This is not the first time that the country has gone through a period of high inflation. But the current percentages are the highest they have been in the last three decades, when Argentina was facing hyperinflation that led to the convertibility program that equalized the value of the peso with that of the dollar. Among the scenarios that could arise, the presidential candidate for La Libertad Avanza, Javier Milei, proposes a program of dollarization of the Argentine economy.
Milei argues that this is the only way to end inflation and generate a shock that leads to a revaluation of production and wages in dollars. Imagine a conversion closer to the price of the blue dollar today (880 pesos for every dollar exchanged).
Several economists consulted believe that the conversion proposed by Milei is not feasible. They argue that if the exchange of dollars for pesos were not made at a value close to that of the current market and ends up being calculated, as most fear, from the division between the monetary base and the dollars available in the Central Bank's reserves, the result would be much greater.

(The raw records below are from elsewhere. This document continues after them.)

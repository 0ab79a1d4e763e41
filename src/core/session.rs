//! # Session: one live attachment and everything injected through it.
//!
//! A [`Session`] is created by [`Registry::attach`](crate::Registry::attach) and
//! owns:
//! - the backend attachment,
//! - a map of [`Script`]s and a map of [`Patch`]es (names unique per map),
//! - the utility script client and the [`SessionFacts`] it reported during init.
//!
//! ## Init sequence
//! ```text
//! read utility source ──► create_script ──► bind to bus ──► load ──► query 7 facts
//!   (ResourceMissing)                                                 └─► SessionInitialized
//! ```
//!
//! ## Patch creation
//! ```text
//! name free? ──► compiler.gen_*_patch ──► create_script ──► bind ──► load ──► file under name
//!  (NameInUse)       (CompileFailure)                                 └─ err: discard script
//! ```
//!
//! The session never removes itself from the registry: detach notices do.

use std::collections::HashMap;
use std::fmt;
use std::path::PathBuf;
use std::sync::atomic::{AtomicBool, Ordering};
use std::sync::{Arc, OnceLock};

use parking_lot::RwLock;
use tokio_util::sync::CancellationToken;

use crate::backend::{Attachment, SessionId};
use crate::core::offload::Offload;
use crate::core::patch::{Patch, PatchInfo};
use crate::core::script::{Script, ScriptInfo};
use crate::core::utility::{SessionFacts, UtilityClient};
use crate::error::SessionError;
use crate::events::{Bus, Event, EventKind};
use crate::patches::{CompiledPatch, JmpPatchSpec, NopPatchSpec, PatchCompiler, PatchKind};

/// Shared collaborators every session of one registry uses.
#[derive(Clone)]
pub(crate) struct SessionEnv {
    pub compiler: Arc<dyn PatchCompiler>,
    pub offload: Offload,
    pub bus: Bus,
    pub utility_script: PathBuf,
    pub utility_name: String,
}

/// Read-only snapshot of a session.
#[derive(Debug, Clone, PartialEq, Eq)]
pub struct SessionInfo {
    pub target: String,
    pub pid: u32,
    pub id: SessionId,
    pub facts: Option<SessionFacts>,
    pub scripts: Vec<ScriptInfo>,
    pub patches: Vec<PatchInfo>,
}

/// One live attachment to a target process.
pub struct Session {
    target: Arc<str>,
    id: SessionId,
    pid: u32,
    attachment: Arc<dyn Attachment>,
    env: SessionEnv,
    init_started: AtomicBool,
    utility: OnceLock<UtilityClient>,
    facts: OnceLock<SessionFacts>,
    scripts: RwLock<HashMap<String, Arc<Script>>>,
    patches: RwLock<HashMap<String, Arc<Patch>>>,
    detached: CancellationToken,
}

impl fmt::Debug for Session {
    fn fmt(&self, f: &mut fmt::Formatter<'_>) -> fmt::Result {
        f.debug_struct("Session")
            .field("target", &self.target)
            .field("pid", &self.pid)
            .field("id", &self.id)
            .field("initialized", &self.is_initialized())
            .field("detached", &self.detached.is_cancelled())
            .finish_non_exhaustive()
    }
}

impl Session {
    pub(crate) fn new(
        target: Arc<str>,
        id: SessionId,
        pid: u32,
        attachment: Arc<dyn Attachment>,
        env: SessionEnv,
    ) -> Self {
        Self {
            target,
            id,
            pid,
            attachment,
            env,
            init_started: AtomicBool::new(false),
            utility: OnceLock::new(),
            facts: OnceLock::new(),
            scripts: RwLock::new(HashMap::new()),
            patches: RwLock::new(HashMap::new()),
            detached: CancellationToken::new(),
        }
    }

    pub fn target(&self) -> &str {
        &self.target
    }

    pub fn pid(&self) -> u32 {
        self.pid
    }

    pub fn id(&self) -> SessionId {
        self.id
    }

    /// Facts reported by the utility script; `None` until init completed.
    pub fn facts(&self) -> Option<&SessionFacts> {
        self.facts.get()
    }

    pub fn is_initialized(&self) -> bool {
        self.facts.get().is_some()
    }

    /// Loads the utility script and queries the static facts. Runs once.
    pub async fn init(&self) -> Result<(), SessionError> {
        if self.init_started.swap(true, Ordering::SeqCst) {
            return Err(SessionError::AlreadyInitialized {
                target: self.target.to_string(),
            });
        }

        let path = &self.env.utility_script;
        let source = tokio::fs::read_to_string(path).await.map_err(|e| {
            if e.kind() == std::io::ErrorKind::NotFound {
                SessionError::ResourceMissing { path: path.clone() }
            } else {
                SessionError::ScriptCreationFailure {
                    script: self.env.utility_name.clone(),
                    reason: e.to_string(),
                }
            }
        })?;

        let script = self.create_script(&self.env.utility_name, &source).await?;
        script.bind_to_bus(&self.env.bus);
        script.load().await?;

        let client = UtilityClient::new(script);
        let facts = SessionFacts::fetch(&client).await?;
        let summary = facts.to_string();

        let _ = self.utility.set(client);
        let _ = self.facts.set(facts);
        self.env.bus.publish(
            Event::new(EventKind::SessionInitialized)
                .with_target(Arc::clone(&self.target))
                .with_pid(self.pid)
                .with_reason(summary),
        );
        Ok(())
    }

    /// Creates (but does not load) a script and files it under `name`.
    pub async fn create_script(
        &self,
        name: &str,
        source: &str,
    ) -> Result<Arc<Script>, SessionError> {
        if self.scripts.read().contains_key(name) {
            return Err(self.name_in_use(name));
        }

        let attachment = Arc::clone(&self.attachment);
        let (n, src) = (name.to_string(), source.to_string());
        let created = self
            .env
            .offload
            .run(move || attachment.create_script(&n, &src))
            .await
            .and_then(|r| {
                r.map_err(|e| SessionError::ScriptCreationFailure {
                    script: name.to_string(),
                    reason: e.to_string(),
                })
            });
        let handle = match created {
            Ok(h) => h,
            Err(e) => return Err(self.failed(Some(name), e)),
        };

        let script = Arc::new(Script::new(
            name,
            source,
            Arc::clone(&self.target),
            handle,
            self.env.offload.clone(),
            self.env.bus.clone(),
        ));
        {
            let mut scripts = self.scripts.write();
            if scripts.contains_key(name) {
                return Err(self.name_in_use(name));
            }
            scripts.insert(name.to_string(), Arc::clone(&script));
        }
        self.env.bus.publish(
            Event::new(EventKind::ScriptCreated)
                .with_target(Arc::clone(&self.target))
                .with_script(name),
        );
        Ok(script)
    }

    /// Compiles, creates and loads a jump patch. Applying it is up to the caller.
    pub async fn create_jmp_patch(&self, spec: &JmpPatchSpec) -> Result<Arc<Patch>, SessionError> {
        self.ensure_patch_name_free(&spec.name)?;
        let compiled = self
            .env
            .compiler
            .gen_jmp_patch(spec)
            .map_err(|e| self.compile_failed(&spec.name, e.0))?;
        self.install_patch(&spec.name, PatchKind::from(spec), compiled)
            .await
    }

    /// Compiles, creates and loads a nop patch. Applying it is up to the caller.
    pub async fn create_nop_patch(&self, spec: &NopPatchSpec) -> Result<Arc<Patch>, SessionError> {
        self.ensure_patch_name_free(&spec.name)?;
        let compiled = self
            .env
            .compiler
            .gen_nop_patch(spec)
            .map_err(|e| self.compile_failed(&spec.name, e.0))?;
        self.install_patch(&spec.name, PatchKind::from(spec), compiled)
            .await
    }

    async fn install_patch(
        &self,
        name: &str,
        kind: PatchKind,
        compiled: CompiledPatch,
    ) -> Result<Arc<Patch>, SessionError> {
        let script = self
            .create_script(&compiled.script_name, &compiled.source)
            .await?;
        script.bind_to_bus(&self.env.bus);

        if let Err(e) = script.load().await {
            self.drop_script(&script).await;
            return Err(self.failed(Some(name), e));
        }

        let kind_label = kind.as_str();
        let patch = Arc::new(Patch::new(
            name,
            Arc::clone(&self.target),
            Arc::clone(&script),
            kind,
            self.detached.clone(),
            self.env.bus.clone(),
        ));
        {
            let mut patches = self.patches.write();
            if !patches.contains_key(name) {
                patches.insert(name.to_string(), Arc::clone(&patch));
                drop(patches);
                self.env.bus.publish(
                    Event::new(EventKind::PatchCreated)
                        .with_target(Arc::clone(&self.target))
                        .with_script(name)
                        .with_reason(kind_label),
                );
                return Ok(patch);
            }
        }
        self.drop_script(&script).await;
        Err(self.name_in_use(name))
    }

    /// Clears every applied patch; unapplied ones are skipped.
    ///
    /// Keeps going after a failure and returns the first error. On success
    /// returns how many patches were cleared.
    pub async fn clear_all_patches(&self) -> Result<usize, SessionError> {
        let mut patches: Vec<Arc<Patch>> = self.patches.read().values().cloned().collect();
        patches.sort_unstable_by(|a, b| a.name().cmp(b.name()));

        let mut cleared = 0;
        let mut first_err = None;
        for patch in patches.iter().filter(|p| p.is_applied()) {
            match patch.clear().await {
                Ok(()) => cleared += 1,
                Err(e) => {
                    let e = self.failed(Some(patch.name()), e);
                    first_err.get_or_insert(e);
                }
            }
        }
        match first_err {
            Some(e) => Err(e),
            None => Ok(cleared),
        }
    }

    /// Engine heap size in bytes; `0` when the target can't be asked anymore.
    pub async fn heap_size(&self) -> Result<u64, SessionError> {
        let res = match self.utility() {
            Ok(u) => u.heap_size().await,
            Err(e) => Err(e),
        };
        self.degraded(res, 0)
    }

    /// Whether a debugger is attached; `false` when the target can't be asked anymore.
    pub async fn debugger_attached(&self) -> Result<bool, SessionError> {
        let res = match self.utility() {
            Ok(u) => u.is_debugger_attached().await,
            Err(e) => Err(e),
        };
        self.degraded(res, false)
    }

    /// Id of the target thread that served the call.
    pub async fn current_thread_id(&self) -> Result<u64, SessionError> {
        self.utility()?.current_thread_id().await
    }

    /// Typed client of the utility script, once init loaded it.
    pub fn utility(&self) -> Result<&UtilityClient, SessionError> {
        self.utility.get().ok_or_else(|| SessionError::InvalidOperation {
            reason: format!("session for '{}' is not initialised", self.target),
        })
    }

    /// Detaches from the target. The registry drops the session when the
    /// detach notice arrives.
    pub async fn detach(&self) -> Result<(), SessionError> {
        let attachment = Arc::clone(&self.attachment);
        self.env
            .offload
            .run(move || attachment.detach())
            .await?
            .map_err(SessionError::from_backend)
    }

    /// Resolves once the attachment is gone.
    pub async fn detached(&self) {
        self.detached.cancelled().await
    }

    pub fn is_detached(&self) -> bool {
        self.detached.is_cancelled()
    }

    pub(crate) fn mark_detached(&self) {
        self.detached.cancel();
    }

    pub fn script(&self, name: &str) -> Option<Arc<Script>> {
        self.scripts.read().get(name).cloned()
    }

    pub fn patch(&self, name: &str) -> Option<Arc<Patch>> {
        self.patches.read().get(name).cloned()
    }

    pub fn script_names(&self) -> Vec<String> {
        let mut names: Vec<String> = self.scripts.read().keys().cloned().collect();
        names.sort_unstable();
        names
    }

    pub fn patch_names(&self) -> Vec<String> {
        let mut names: Vec<String> = self.patches.read().keys().cloned().collect();
        names.sort_unstable();
        names
    }

    pub fn info(&self) -> SessionInfo {
        let mut scripts: Vec<ScriptInfo> = self.scripts.read().values().map(|s| s.info()).collect();
        scripts.sort_unstable_by(|a, b| a.name.cmp(&b.name));
        let mut patches: Vec<PatchInfo> = self.patches.read().values().map(|p| p.info()).collect();
        patches.sort_unstable_by(|a, b| a.name.cmp(&b.name));

        SessionInfo {
            target: self.target.to_string(),
            pid: self.pid,
            id: self.id,
            facts: self.facts.get().cloned(),
            scripts,
            patches,
        }
    }

    async fn drop_script(&self, script: &Arc<Script>) {
        script.discard().await;
        self.scripts.write().remove(script.name());
    }

    fn ensure_patch_name_free(&self, name: &str) -> Result<(), SessionError> {
        if self.patches.read().contains_key(name) {
            return Err(self.name_in_use(name));
        }
        Ok(())
    }

    fn name_in_use(&self, name: &str) -> SessionError {
        SessionError::NameInUse {
            target: self.target.to_string(),
            name: name.to_string(),
        }
    }

    fn compile_failed(&self, patch: &str, reason: String) -> SessionError {
        let err = SessionError::CompileFailure {
            patch: patch.to_string(),
            reason,
        };
        self.failed(Some(patch), err)
    }

    /// Publishes `OperationFailed` and hands the error back.
    fn failed(&self, script: Option<&str>, err: SessionError) -> SessionError {
        let mut ev = Event::new(EventKind::OperationFailed)
            .with_target(Arc::clone(&self.target))
            .with_reason(err.to_string());
        if let Some(s) = script {
            ev = ev.with_script(s);
        }
        self.env.bus.publish(ev);
        err
    }

    fn degraded<T>(&self, res: Result<T, SessionError>, fallback: T) -> Result<T, SessionError> {
        match res {
            Err(SessionError::InvalidOperation { reason }) => {
                self.env.bus.publish(
                    Event::new(EventKind::TelemetryDegraded)
                        .with_target(Arc::clone(&self.target))
                        .with_script(self.env.utility_name.as_str())
                        .with_reason(reason),
                );
                Ok(fallback)
            }
            other => other,
        }
    }
}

But what would a dollarization process look like?
Specialists agree that in order to carry out this program there is not much mystery: it is necessary to rescue the total of the pesos that circulate in the economy and deliver dollars in exchange for all operations. The question is how to do it and what kind of change would result from that conversion.
"Dollarization as a concept is very attractive, but its implementation is very difficult," says economist Claudio Loser. "It's not just about converting banknotes in circulation, but also loans and deposits. It's not so automatic, there has to be a support system to bring about that change," she adds.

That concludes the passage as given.